- Lockwood in the Lords chamber, 2008

4th Chancellor of the University of Bradford
- In office March 1997 – 7 December 2005
- Preceded by: Trevor Holdsworth
- Succeeded by: Imran Khan

Member of the House of Lords
- Lord Temporal
- Life peerage 27 February 1978 – 18 May 2017

Personal details
- Born: 22 January 1924 Dewsbury, West Yorkshire, England
- Died: 29 April 2019 (aged 95)
- Alma mater: Ruskin College

= Betty Lockwood, Baroness Lockwood =

British political activist (1924–2019)

Betty Lockwood, Baroness Lockwood (22 January 1924 – 29 April 2019) was a Labour Party activist. She was heavily involved in promoting equal opportunities for women on a national and international level.

==Biography==
Born in Dewsbury, West Yorkshire, the daughter of Arthur Lockwood, a coal miner, Betty Lockwood followed an unconventional route into politics. She left Eastborough Girls School at 14, then continued her studies at night school. With the support of a Mary Macarthur scholarship for working women, she read economics and politics at Ruskin College in Oxford.

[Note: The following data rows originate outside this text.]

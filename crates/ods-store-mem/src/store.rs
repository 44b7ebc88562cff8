//! [`MemStore`]: the in-memory implementation of [`EntityStore`].

use std::{convert::Infallible, sync::Arc};

use chrono::Utc;
use tokio::sync::RwLock;

use ods_core::{
  chat::{ChatSessionPatch, ChatSessionRecord, NewChatSession},
  dataset::Dataset,
  hierarchy::{HierarchyPatch, HierarchyRecord, NewHierarchy},
  id::{HierarchyId, ObjectId, RelationId, SessionId},
  object::{NewObject, ObjectPatch, ObjectRecord},
  relation::{NewRelation, RelationPatch, RelationRecord},
  store::EntityStore,
};

use crate::collection::Collection;

type Result<T> = std::result::Result<T, Infallible>;

#[derive(Debug, Default)]
struct Collections {
  objects:       Collection<ObjectId, ObjectRecord>,
  relations:     Collection<RelationId, RelationRecord>,
  hierarchies:   Collection<HierarchyId, HierarchyRecord>,
  chat_sessions: Collection<SessionId, ChatSessionRecord>,
}

// ─── Store ───────────────────────────────────────────────────────────────────

/// A process-local entity store.
///
/// Cloning is cheap and every clone shares the same collections. Each
/// operation holds the lock for its whole read-modify-write, so concurrent
/// updates to one record serialise; the last one wins.
#[derive(Clone, Debug, Default)]
pub struct MemStore {
  inner: Arc<RwLock<Collections>>,
}

impl MemStore {
  /// An empty store.
  pub fn new() -> Self { Self::default() }

  /// A store pre-populated with `dataset`, records kept verbatim (ids, dates
  /// and revisions included).
  pub fn with_dataset(dataset: Dataset) -> Self {
    let mut cols = Collections::default();
    for o in dataset.objects {
      cols.objects.insert(o.id.clone(), o);
    }
    for r in dataset.relations {
      cols.relations.insert(r.id.clone(), r);
    }
    for h in dataset.hierarchies {
      cols.hierarchies.insert(h.id.clone(), h);
    }
    tracing::debug!(
      objects = cols.objects.len(),
      relations = cols.relations.len(),
      hierarchies = cols.hierarchies.len(),
      "seeded in-memory store"
    );
    Self { inner: Arc::new(RwLock::new(cols)) }
  }
}

// ─── EntityStore impl ────────────────────────────────────────────────────────

impl EntityStore for MemStore {
  type Error = Infallible;

  // ── Objects ───────────────────────────────────────────────────────────────

  async fn list_objects(&self) -> Result<Vec<ObjectRecord>> {
    Ok(self.inner.read().await.objects.values().cloned().collect())
  }

  async fn get_object(&self, id: &ObjectId) -> Result<Option<ObjectRecord>> {
    Ok(self.inner.read().await.objects.get(id).cloned())
  }

  async fn create_object(&self, input: NewObject) -> Result<ObjectRecord> {
    let record = ObjectRecord::create(input, Utc::now());
    self
      .inner
      .write()
      .await
      .objects
      .insert(record.id.clone(), record.clone());
    Ok(record)
  }

  async fn update_object(
    &self,
    id: &ObjectId,
    patch: ObjectPatch,
  ) -> Result<Option<ObjectRecord>> {
    let mut cols = self.inner.write().await;
    Ok(cols.objects.get_mut(id).map(|record| {
      record.apply(patch, Utc::now());
      record.clone()
    }))
  }

  async fn delete_object(&self, id: &ObjectId) -> Result<bool> {
    Ok(self.inner.write().await.objects.remove(id).is_some())
  }

  // ── Relations ─────────────────────────────────────────────────────────────

  async fn list_relations(&self) -> Result<Vec<RelationRecord>> {
    Ok(self.inner.read().await.relations.values().cloned().collect())
  }

  async fn get_relation(&self, id: &RelationId) -> Result<Option<RelationRecord>> {
    Ok(self.inner.read().await.relations.get(id).cloned())
  }

  async fn object_relations(&self, object_id: &ObjectId) -> Result<Vec<RelationRecord>> {
    Ok(
      self
        .inner
        .read()
        .await
        .relations
        .values()
        .filter(|r| r.involves(object_id))
        .cloned()
        .collect(),
    )
  }

  async fn create_relation(&self, input: NewRelation) -> Result<RelationRecord> {
    let record = RelationRecord::create(input);
    self
      .inner
      .write()
      .await
      .relations
      .insert(record.id.clone(), record.clone());
    Ok(record)
  }

  async fn update_relation(
    &self,
    id: &RelationId,
    patch: RelationPatch,
  ) -> Result<Option<RelationRecord>> {
    let mut cols = self.inner.write().await;
    Ok(cols.relations.get_mut(id).map(|record| {
      record.apply(patch);
      record.clone()
    }))
  }

  async fn delete_relation(&self, id: &RelationId) -> Result<bool> {
    Ok(self.inner.write().await.relations.remove(id).is_some())
  }

  // ── Hierarchies ───────────────────────────────────────────────────────────

  async fn list_hierarchies(&self) -> Result<Vec<HierarchyRecord>> {
    Ok(self.inner.read().await.hierarchies.values().cloned().collect())
  }

  async fn get_hierarchy(&self, id: &HierarchyId) -> Result<Option<HierarchyRecord>> {
    Ok(self.inner.read().await.hierarchies.get(id).cloned())
  }

  async fn object_hierarchies(
    &self,
    object_id: &ObjectId,
  ) -> Result<Vec<HierarchyRecord>> {
    Ok(
      self
        .inner
        .read()
        .await
        .hierarchies
        .values()
        .filter(|h| h.involves(object_id))
        .cloned()
        .collect(),
    )
  }

  async fn create_hierarchy(&self, input: NewHierarchy) -> Result<HierarchyRecord> {
    let record = HierarchyRecord::create(input);
    self
      .inner
      .write()
      .await
      .hierarchies
      .insert(record.id.clone(), record.clone());
    Ok(record)
  }

  async fn update_hierarchy(
    &self,
    id: &HierarchyId,
    patch: HierarchyPatch,
  ) -> Result<Option<HierarchyRecord>> {
    let mut cols = self.inner.write().await;
    Ok(cols.hierarchies.get_mut(id).map(|record| {
      record.apply(patch);
      record.clone()
    }))
  }

  async fn delete_hierarchy(&self, id: &HierarchyId) -> Result<bool> {
    Ok(self.inner.write().await.hierarchies.remove(id).is_some())
  }

  // ── Chat sessions ─────────────────────────────────────────────────────────

  async fn list_chat_sessions(&self) -> Result<Vec<ChatSessionRecord>> {
    Ok(self.inner.read().await.chat_sessions.values().cloned().collect())
  }

  async fn get_chat_session(&self, id: &SessionId) -> Result<Option<ChatSessionRecord>> {
    Ok(self.inner.read().await.chat_sessions.get(id).cloned())
  }

  async fn create_chat_session(
    &self,
    input: NewChatSession,
  ) -> Result<ChatSessionRecord> {
    let record = ChatSessionRecord::create(input, Utc::now());
    self
      .inner
      .write()
      .await
      .chat_sessions
      .insert(record.id.clone(), record.clone());
    Ok(record)
  }

  async fn update_chat_session(
    &self,
    id: &SessionId,
    patch: ChatSessionPatch,
  ) -> Result<Option<ChatSessionRecord>> {
    let mut cols = self.inner.write().await;
    Ok(cols.chat_sessions.get_mut(id).map(|record| {
      record.apply(patch);
      record.clone()
    }))
  }

  async fn delete_chat_session(&self, id: &SessionId) -> Result<bool> {
    Ok(self.inner.write().await.chat_sessions.remove(id).is_some())
  }
}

After attending university she became active in the Labour Party as regional women's organiser for Yorkshire, then moved to London as women's officer. She campaigned for equal pay and was instrumental in the creation of the Equal Pay Act 1970.

From 1975–83 she served as the first chair of the Equal Opportunities Commission and was chair of the European Advisory Committee on Equal Opportunities for Women and Men (1982–83). On 27 February 1978 she was elevated to a life peerage as Baroness Lockwood, of Dewsbury in the County of West Yorkshire. She sat in the House of Lords until her retirement on 18 May 2017.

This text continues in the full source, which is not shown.